//! 摘要与摘要分节

use chrono::NaiveDate;
use serde::{Deserialize, Serialize};
use sqlx::sqlite::SqliteRow;
use sqlx::Row;

use super::{now_millis, Database, StorageError, StorageResult};

/// 摘要类型
#[derive(Debug, Clone, Copy, PartialEq, Eq, Hash, Serialize, Deserialize)]
#[serde(rename_all = "lowercase")]
pub enum DigestType {
    Brief,
    Detailed,
}

impl DigestType {
    pub fn as_str(&self) -> &'static str {
        match self {
            Self::Brief => "brief",
            Self::Detailed => "detailed",
        }
    }

    pub fn parse(s: &str) -> Option<Self> {
        match s.trim().to_lowercase().as_str() {
            "brief" | "кратко" | "краткий" => Some(Self::Brief),
            "detailed" | "подробно" | "подробный" => Some(Self::Detailed),
            _ => None,
        }
    }

    pub fn label(&self) -> &'static str {
        match self {
            Self::Brief => "краткий",
            Self::Detailed => "подробный",
        }
    }
}

/// 请求生成哪些类型的摘要
#[derive(Debug, Clone, Copy, PartialEq, Eq, Serialize, Deserialize)]
#[serde(rename_all = "lowercase")]
pub enum DigestSelection {
    Brief,
    Detailed,
    Both,
}

impl DigestSelection {
    pub fn types(&self) -> Vec<DigestType> {
        match self {
            Self::Brief => vec![DigestType::Brief],
            Self::Detailed => vec![DigestType::Detailed],
            Self::Both => vec![DigestType::Brief, DigestType::Detailed],
        }
    }

    pub fn parse(s: &str) -> Option<Self> {
        match s.trim().to_lowercase().as_str() {
            "both" | "оба" | "все" => Some(Self::Both),
            other => DigestType::parse(other).map(|t| match t {
                DigestType::Brief => Self::Brief,
                DigestType::Detailed => Self::Detailed,
            }),
        }
    }

    pub fn label(&self) -> &'static str {
        match self {
            Self::Brief => "краткий",
            Self::Detailed => "подробный",
            Self::Both => "краткий и подробный",
        }
    }
}

#[derive(Debug, Clone, PartialEq, Serialize, Deserialize)]
pub struct DigestSection {
    pub category: String,
    pub text: String,
}

#[derive(Debug, Clone, Serialize, Deserialize)]
pub struct Digest {
    pub id: i64,
    pub date: NaiveDate,
    pub digest_type: DigestType,
    pub text: String,
    pub range_start: NaiveDate,
    pub range_end: NaiveDate,
    pub focus_category: Option<String>,
    pub sections: Vec<DigestSection>,
    pub created_at: i64,
    pub updated_at: i64,
}

impl Digest {
    pub fn section(&self, category: &str) -> Option<&DigestSection> {
        self.sections.iter().find(|s| s.category == category)
    }
}

/// /list 用的轻量摘要信息（不含分节）
#[derive(Debug, Clone)]
pub struct DigestSummary {
    pub id: i64,
    pub date: NaiveDate,
    pub digest_type: DigestType,
    pub focus_category: Option<String>,
    pub created_at: i64,
}

#[derive(Debug, Clone)]
pub struct NewDigest {
    pub date: NaiveDate,
    pub digest_type: DigestType,
    pub text: String,
    pub range_start: NaiveDate,
    pub range_end: NaiveDate,
    pub focus_category: Option<String>,
    pub sections: Vec<DigestSection>,
}

const COLUMNS: &str =
    "id, date, digest_type, text, range_start, range_end, focus_category, created_at, updated_at";

fn parse_date(row: &SqliteRow, column: &str) -> StorageResult<NaiveDate> {
    let raw: String = row.get(column);
    NaiveDate::parse_from_str(&raw, "%Y-%m-%d")
        .map_err(|e| StorageError::Corrupted(format!("digests.{column} = {raw}: {e}")))
}

fn parse_type(row: &SqliteRow) -> StorageResult<DigestType> {
    let raw: String = row.get("digest_type");
    DigestType::parse(&raw).ok_or_else(|| StorageError::Corrupted(format!("digest_type = {raw}")))
}

fn row_to_digest(row: &SqliteRow) -> StorageResult<Digest> {
    Ok(Digest {
        id: row.get("id"),
        date: parse_date(row, "date")?,
        digest_type: parse_type(row)?,
        text: row.get("text"),
        range_start: parse_date(row, "range_start")?,
        range_end: parse_date(row, "range_end")?,
        focus_category: row.get("focus_category"),
        sections: Vec::new(),
        created_at: row.get("created_at"),
        updated_at: row.get("updated_at"),
    })
}

fn fmt_date(d: NaiveDate) -> String {
    d.format("%Y-%m-%d").to_string()
}

impl Database {
    /// 保存摘要及其分节（单事务）
    pub async fn save_digest(&self, digest: &NewDigest) -> StorageResult<i64> {
        let now = now_millis();
        let mut tx = self.pool().begin().await?;

        let result = sqlx::query(
            "INSERT INTO digests (date, digest_type, text, range_start, range_end, focus_category, created_at, updated_at)
             VALUES (?, ?, ?, ?, ?, ?, ?, ?)",
        )
        .bind(fmt_date(digest.date))
        .bind(digest.digest_type.as_str())
        .bind(&digest.text)
        .bind(fmt_date(digest.range_start))
        .bind(fmt_date(digest.range_end))
        .bind(&digest.focus_category)
        .bind(now)
        .bind(now)
        .execute(&mut *tx)
        .await?;
        let id = result.last_insert_rowid();

        for section in &digest.sections {
            sqlx::query("INSERT INTO digest_sections (digest_id, category, text) VALUES (?, ?, ?)")
                .bind(id)
                .bind(&section.category)
                .bind(&section.text)
                .execute(&mut *tx)
                .await?;
        }

        tx.commit().await?;
        Ok(id)
    }

    /// 覆盖已有摘要的正文与分节（单事务）
    pub async fn update_digest(&self, id: i64, digest: &NewDigest) -> StorageResult<()> {
        let mut tx = self.pool().begin().await?;

        let result = sqlx::query(
            "UPDATE digests SET text = ?, range_start = ?, range_end = ?, updated_at = ? WHERE id = ?",
        )
        .bind(&digest.text)
        .bind(fmt_date(digest.range_start))
        .bind(fmt_date(digest.range_end))
        .bind(now_millis())
        .bind(id)
        .execute(&mut *tx)
        .await?;
        if result.rows_affected() == 0 {
            return Err(StorageError::NotFound(format!("digest {id}")));
        }

        sqlx::query("DELETE FROM digest_sections WHERE digest_id = ?")
            .bind(id)
            .execute(&mut *tx)
            .await?;
        for section in &digest.sections {
            sqlx::query("INSERT INTO digest_sections (digest_id, category, text) VALUES (?, ?, ?)")
                .bind(id)
                .bind(&section.category)
                .bind(&section.text)
                .execute(&mut *tx)
                .await?;
        }

        tx.commit().await?;
        Ok(())
    }

    async fn load_sections(&self, digest: &mut Digest) -> StorageResult<()> {
        let rows = sqlx::query("SELECT category, text FROM digest_sections WHERE digest_id = ? ORDER BY id")
            .bind(digest.id)
            .fetch_all(self.pool())
            .await?;
        digest.sections = rows
            .iter()
            .map(|r| DigestSection {
                category: r.get("category"),
                text: r.get("text"),
            })
            .collect();
        Ok(())
    }

    pub async fn get_digest(&self, id: i64) -> StorageResult<Option<Digest>> {
        let row = sqlx::query(&format!("SELECT {COLUMNS} FROM digests WHERE id = ?"))
            .bind(id)
            .fetch_optional(self.pool())
            .await?;
        match row {
            Some(row) => {
                let mut digest = row_to_digest(&row)?;
                self.load_sections(&mut digest).await?;
                Ok(Some(digest))
            }
            None => Ok(None),
        }
    }

    /// 指定类型的最新摘要（含分节）
    pub async fn latest_digest(&self, digest_type: DigestType) -> StorageResult<Option<Digest>> {
        let row = sqlx::query(&format!(
            "SELECT {COLUMNS} FROM digests WHERE digest_type = ? ORDER BY date DESC, updated_at DESC LIMIT 1"
        ))
        .bind(digest_type.as_str())
        .fetch_optional(self.pool())
        .await?;
        match row {
            Some(row) => {
                let mut digest = row_to_digest(&row)?;
                self.load_sections(&mut digest).await?;
                Ok(Some(digest))
            }
            None => Ok(None),
        }
    }

    /// 某日期、某类型、同一关注类别的摘要
    pub async fn digest_for_date(
        &self,
        date: NaiveDate,
        digest_type: DigestType,
        focus_category: Option<&str>,
    ) -> StorageResult<Option<Digest>> {
        let row = sqlx::query(&format!(
            "SELECT {COLUMNS} FROM digests
             WHERE date = ? AND digest_type = ? AND focus_category IS ?
             ORDER BY updated_at DESC LIMIT 1"
        ))
        .bind(fmt_date(date))
        .bind(digest_type.as_str())
        .bind(focus_category)
        .fetch_optional(self.pool())
        .await?;
        match row {
            Some(row) => {
                let mut digest = row_to_digest(&row)?;
                self.load_sections(&mut digest).await?;
                Ok(Some(digest))
            }
            None => Ok(None),
        }
    }

    /// 某日期的摘要数量（任何类型）
    pub async fn count_digests_for_date(&self, date: NaiveDate) -> StorageResult<i64> {
        let row: (i64,) = sqlx::query_as("SELECT COUNT(*) FROM digests WHERE date = ?")
            .bind(fmt_date(date))
            .fetch_one(self.pool())
            .await?;
        Ok(row.0)
    }

    pub async fn list_digests(&self, limit: i64) -> StorageResult<Vec<DigestSummary>> {
        let rows = sqlx::query(
            "SELECT id, date, digest_type, focus_category, created_at FROM digests
             ORDER BY date DESC, id DESC LIMIT ?",
        )
        .bind(limit)
        .fetch_all(self.pool())
        .await?;
        rows.iter()
            .map(|row| {
                Ok(DigestSummary {
                    id: row.get("id"),
                    date: parse_date(row, "date")?,
                    digest_type: parse_type(row)?,
                    focus_category: row.get("focus_category"),
                    created_at: row.get("created_at"),
                })
            })
            .collect()
    }
}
○ ○ ○ ○ ○
**The task:** Find all the lines with "Debug" in the data and copy them.

**Solved problem:**
#[derive(Debug, Clone, Copy, PartialEq, Eq, Hash, Serialize, Deserialize)]
#[derive(Debug, Clone, Copy, PartialEq, Eq, Serialize, Deserialize)]
#[derive(Debug, Clone, PartialEq, Serialize, Deserialize)]
#[derive(Debug, Clone, Serialize, Deserialize)]
#[derive(Debug, Clone)]
#[derive(Debug, Clone)]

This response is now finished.